**Source data**.
▬▬▬▬▬▬▬▬▬▬
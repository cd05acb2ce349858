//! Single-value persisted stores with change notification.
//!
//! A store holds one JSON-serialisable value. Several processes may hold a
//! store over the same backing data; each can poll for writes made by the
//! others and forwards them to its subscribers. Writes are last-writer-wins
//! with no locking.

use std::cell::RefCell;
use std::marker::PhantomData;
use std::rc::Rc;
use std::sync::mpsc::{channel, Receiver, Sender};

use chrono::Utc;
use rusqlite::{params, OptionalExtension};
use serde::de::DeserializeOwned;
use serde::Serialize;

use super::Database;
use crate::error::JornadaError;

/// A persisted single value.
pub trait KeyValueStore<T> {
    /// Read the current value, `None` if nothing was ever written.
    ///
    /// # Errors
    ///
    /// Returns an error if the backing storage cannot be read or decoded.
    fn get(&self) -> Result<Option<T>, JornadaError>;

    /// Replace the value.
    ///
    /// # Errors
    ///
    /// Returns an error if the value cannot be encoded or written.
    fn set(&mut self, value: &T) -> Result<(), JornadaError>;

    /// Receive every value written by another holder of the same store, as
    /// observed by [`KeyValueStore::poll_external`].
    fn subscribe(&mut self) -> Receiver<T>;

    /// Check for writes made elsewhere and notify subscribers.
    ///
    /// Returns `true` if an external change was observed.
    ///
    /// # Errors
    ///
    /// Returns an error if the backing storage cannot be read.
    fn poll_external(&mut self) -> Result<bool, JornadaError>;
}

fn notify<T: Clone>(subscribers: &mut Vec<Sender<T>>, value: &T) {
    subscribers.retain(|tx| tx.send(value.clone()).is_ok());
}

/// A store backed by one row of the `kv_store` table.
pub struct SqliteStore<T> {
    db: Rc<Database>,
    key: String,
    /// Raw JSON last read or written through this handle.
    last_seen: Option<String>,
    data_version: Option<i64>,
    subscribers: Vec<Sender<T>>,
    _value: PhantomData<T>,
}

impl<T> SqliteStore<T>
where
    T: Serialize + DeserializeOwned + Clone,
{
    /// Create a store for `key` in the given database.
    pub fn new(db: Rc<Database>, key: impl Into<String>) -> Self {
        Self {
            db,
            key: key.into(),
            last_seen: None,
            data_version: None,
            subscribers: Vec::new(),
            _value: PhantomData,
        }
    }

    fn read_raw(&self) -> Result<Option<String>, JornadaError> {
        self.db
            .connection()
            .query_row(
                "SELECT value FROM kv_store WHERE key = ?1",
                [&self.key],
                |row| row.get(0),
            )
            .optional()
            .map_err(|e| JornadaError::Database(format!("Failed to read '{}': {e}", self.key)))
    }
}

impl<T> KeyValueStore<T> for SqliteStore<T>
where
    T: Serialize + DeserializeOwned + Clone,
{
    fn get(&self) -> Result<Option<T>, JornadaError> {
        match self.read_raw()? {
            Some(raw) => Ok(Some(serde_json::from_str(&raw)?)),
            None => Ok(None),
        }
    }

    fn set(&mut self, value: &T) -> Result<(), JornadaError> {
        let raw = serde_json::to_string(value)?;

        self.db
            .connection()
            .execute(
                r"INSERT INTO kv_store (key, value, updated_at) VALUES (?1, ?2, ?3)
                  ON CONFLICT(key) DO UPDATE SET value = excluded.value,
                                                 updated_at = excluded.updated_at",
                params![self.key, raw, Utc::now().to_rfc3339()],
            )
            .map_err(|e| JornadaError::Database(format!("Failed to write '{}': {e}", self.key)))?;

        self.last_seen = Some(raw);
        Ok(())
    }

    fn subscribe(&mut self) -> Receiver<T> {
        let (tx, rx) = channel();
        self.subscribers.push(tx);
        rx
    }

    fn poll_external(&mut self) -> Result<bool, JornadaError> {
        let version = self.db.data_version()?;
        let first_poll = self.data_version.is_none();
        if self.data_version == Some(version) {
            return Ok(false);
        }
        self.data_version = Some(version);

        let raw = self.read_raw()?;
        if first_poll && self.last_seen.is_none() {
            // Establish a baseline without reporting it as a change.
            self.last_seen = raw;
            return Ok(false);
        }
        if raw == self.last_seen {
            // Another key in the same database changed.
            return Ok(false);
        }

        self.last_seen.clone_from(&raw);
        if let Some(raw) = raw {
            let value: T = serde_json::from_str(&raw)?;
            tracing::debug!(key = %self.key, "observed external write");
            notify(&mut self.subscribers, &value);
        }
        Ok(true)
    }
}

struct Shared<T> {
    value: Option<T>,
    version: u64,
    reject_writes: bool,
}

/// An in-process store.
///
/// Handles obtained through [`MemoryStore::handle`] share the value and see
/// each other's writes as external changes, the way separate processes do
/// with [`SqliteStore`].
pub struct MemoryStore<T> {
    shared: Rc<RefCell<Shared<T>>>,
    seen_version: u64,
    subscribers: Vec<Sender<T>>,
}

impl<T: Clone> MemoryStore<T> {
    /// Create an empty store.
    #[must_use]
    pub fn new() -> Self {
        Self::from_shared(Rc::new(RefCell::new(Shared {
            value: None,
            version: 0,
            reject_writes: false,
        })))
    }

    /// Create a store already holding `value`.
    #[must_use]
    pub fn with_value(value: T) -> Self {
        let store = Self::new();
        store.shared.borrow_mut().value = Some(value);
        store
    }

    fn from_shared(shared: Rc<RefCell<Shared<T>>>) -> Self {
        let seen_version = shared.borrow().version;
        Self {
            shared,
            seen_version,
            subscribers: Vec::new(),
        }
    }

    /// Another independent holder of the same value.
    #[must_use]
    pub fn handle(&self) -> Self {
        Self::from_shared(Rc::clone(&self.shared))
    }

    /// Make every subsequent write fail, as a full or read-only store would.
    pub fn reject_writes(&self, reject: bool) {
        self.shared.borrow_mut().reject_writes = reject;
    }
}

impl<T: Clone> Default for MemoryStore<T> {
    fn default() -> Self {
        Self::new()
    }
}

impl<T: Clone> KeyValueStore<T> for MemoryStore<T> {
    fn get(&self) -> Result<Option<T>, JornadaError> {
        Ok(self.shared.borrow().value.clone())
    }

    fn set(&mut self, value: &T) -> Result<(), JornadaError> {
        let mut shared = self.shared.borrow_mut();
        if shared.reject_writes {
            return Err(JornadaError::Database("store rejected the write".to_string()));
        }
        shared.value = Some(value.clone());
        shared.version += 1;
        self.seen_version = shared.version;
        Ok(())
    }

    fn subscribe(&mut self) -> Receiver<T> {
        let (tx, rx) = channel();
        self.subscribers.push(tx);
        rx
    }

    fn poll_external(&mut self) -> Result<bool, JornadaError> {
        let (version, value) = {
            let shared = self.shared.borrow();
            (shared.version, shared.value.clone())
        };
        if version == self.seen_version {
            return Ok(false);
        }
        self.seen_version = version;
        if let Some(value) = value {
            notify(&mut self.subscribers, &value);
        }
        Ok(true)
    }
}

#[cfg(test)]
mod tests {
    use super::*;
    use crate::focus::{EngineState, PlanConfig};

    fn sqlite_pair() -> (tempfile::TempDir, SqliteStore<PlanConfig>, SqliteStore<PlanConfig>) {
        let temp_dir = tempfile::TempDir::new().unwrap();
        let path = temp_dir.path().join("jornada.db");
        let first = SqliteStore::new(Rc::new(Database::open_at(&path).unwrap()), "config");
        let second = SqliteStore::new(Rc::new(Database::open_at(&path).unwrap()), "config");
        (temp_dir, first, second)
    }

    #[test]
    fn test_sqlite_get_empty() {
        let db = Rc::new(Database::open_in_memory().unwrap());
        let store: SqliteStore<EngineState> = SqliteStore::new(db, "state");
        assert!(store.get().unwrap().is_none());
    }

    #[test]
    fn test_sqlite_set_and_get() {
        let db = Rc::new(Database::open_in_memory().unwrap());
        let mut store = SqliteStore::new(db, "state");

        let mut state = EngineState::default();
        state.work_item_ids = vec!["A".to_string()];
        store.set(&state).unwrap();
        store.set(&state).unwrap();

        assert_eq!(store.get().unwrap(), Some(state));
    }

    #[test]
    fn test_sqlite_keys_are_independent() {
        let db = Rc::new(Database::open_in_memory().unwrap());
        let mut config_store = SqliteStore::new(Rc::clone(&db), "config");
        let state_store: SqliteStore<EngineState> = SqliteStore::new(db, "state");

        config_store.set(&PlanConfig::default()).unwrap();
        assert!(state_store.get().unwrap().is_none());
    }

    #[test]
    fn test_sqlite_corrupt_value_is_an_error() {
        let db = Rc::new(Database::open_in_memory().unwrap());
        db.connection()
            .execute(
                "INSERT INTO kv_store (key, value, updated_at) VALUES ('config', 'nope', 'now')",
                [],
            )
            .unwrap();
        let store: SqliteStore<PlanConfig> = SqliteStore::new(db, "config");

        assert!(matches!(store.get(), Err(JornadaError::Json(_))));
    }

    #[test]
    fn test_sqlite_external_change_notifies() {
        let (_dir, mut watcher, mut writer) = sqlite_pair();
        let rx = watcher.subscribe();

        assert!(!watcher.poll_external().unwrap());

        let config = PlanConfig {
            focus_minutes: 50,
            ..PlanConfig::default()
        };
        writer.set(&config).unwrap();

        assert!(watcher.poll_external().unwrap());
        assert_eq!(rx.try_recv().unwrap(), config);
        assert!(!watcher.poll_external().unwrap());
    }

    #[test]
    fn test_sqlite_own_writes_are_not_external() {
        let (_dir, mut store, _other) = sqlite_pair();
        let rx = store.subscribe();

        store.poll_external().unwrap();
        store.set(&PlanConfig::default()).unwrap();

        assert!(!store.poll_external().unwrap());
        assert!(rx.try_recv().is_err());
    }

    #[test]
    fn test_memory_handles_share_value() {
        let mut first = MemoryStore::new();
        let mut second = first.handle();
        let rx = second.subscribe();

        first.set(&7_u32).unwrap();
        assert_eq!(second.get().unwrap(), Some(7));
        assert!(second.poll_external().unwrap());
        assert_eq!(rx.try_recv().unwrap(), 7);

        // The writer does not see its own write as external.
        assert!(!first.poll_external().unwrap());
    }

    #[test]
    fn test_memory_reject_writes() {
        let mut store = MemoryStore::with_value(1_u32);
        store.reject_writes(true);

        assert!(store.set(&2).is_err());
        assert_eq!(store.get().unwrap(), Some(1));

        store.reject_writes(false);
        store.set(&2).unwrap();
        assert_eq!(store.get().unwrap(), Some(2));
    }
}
▬▬▬▬▬▬▬▬▬▬
**REQUIRED ACTION**.
What are the lines of the data above that include the string "excluded"? Copy them.

**RESULT**.
                  ON CONFLICT(key) DO UPDATE SET value = excluded.value,
                                                 updated_at = excluded.updated_at",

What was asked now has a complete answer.